*ACTIVITY:* Copy, from the entries below, each line in which the string "derive" appears.

----- INFORMATION PROVIDED

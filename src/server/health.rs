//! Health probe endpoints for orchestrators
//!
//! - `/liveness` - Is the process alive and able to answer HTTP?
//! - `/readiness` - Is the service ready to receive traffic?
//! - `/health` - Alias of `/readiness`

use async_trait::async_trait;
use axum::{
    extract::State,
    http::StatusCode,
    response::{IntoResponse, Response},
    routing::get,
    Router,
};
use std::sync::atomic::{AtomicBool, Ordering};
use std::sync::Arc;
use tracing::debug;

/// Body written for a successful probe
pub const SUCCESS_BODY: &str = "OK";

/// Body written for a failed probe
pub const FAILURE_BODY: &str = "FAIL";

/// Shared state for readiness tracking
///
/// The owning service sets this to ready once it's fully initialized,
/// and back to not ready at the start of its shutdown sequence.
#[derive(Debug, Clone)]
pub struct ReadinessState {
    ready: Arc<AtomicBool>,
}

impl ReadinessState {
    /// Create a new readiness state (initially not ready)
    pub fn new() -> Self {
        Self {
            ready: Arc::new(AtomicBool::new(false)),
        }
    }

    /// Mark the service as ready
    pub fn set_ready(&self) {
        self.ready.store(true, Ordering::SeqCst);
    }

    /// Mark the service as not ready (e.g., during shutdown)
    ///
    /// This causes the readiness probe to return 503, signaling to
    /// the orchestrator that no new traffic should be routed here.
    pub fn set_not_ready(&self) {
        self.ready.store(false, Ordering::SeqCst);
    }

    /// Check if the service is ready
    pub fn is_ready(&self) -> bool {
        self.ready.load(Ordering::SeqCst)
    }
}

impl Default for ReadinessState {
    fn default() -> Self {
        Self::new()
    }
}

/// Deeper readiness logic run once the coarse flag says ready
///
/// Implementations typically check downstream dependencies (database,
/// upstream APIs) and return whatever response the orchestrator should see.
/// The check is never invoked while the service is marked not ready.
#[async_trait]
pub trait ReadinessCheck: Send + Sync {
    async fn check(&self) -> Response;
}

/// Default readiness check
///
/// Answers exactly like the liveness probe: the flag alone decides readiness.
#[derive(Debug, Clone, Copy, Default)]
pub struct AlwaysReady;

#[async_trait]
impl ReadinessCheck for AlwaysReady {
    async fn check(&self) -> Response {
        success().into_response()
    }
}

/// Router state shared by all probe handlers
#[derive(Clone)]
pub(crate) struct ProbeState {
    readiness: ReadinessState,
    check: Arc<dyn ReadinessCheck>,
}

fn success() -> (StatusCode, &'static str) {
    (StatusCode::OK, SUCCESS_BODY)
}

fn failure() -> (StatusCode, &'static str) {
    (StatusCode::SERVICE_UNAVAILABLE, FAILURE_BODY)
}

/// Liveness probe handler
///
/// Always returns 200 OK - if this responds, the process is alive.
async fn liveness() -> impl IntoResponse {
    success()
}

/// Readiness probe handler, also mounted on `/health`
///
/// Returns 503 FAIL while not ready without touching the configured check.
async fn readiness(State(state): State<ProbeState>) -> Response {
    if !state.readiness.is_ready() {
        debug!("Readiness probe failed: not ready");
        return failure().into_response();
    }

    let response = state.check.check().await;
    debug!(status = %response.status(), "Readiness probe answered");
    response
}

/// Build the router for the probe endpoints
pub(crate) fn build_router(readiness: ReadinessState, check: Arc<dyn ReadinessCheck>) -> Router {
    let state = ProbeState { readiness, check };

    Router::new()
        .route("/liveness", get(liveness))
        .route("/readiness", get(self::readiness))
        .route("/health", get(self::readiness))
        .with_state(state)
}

----------

*ANSWER TO THIS EXERCISE:*
#[derive(Debug, Clone)]
#[derive(Debug, Clone, Copy, Default)]
#[derive(Clone)]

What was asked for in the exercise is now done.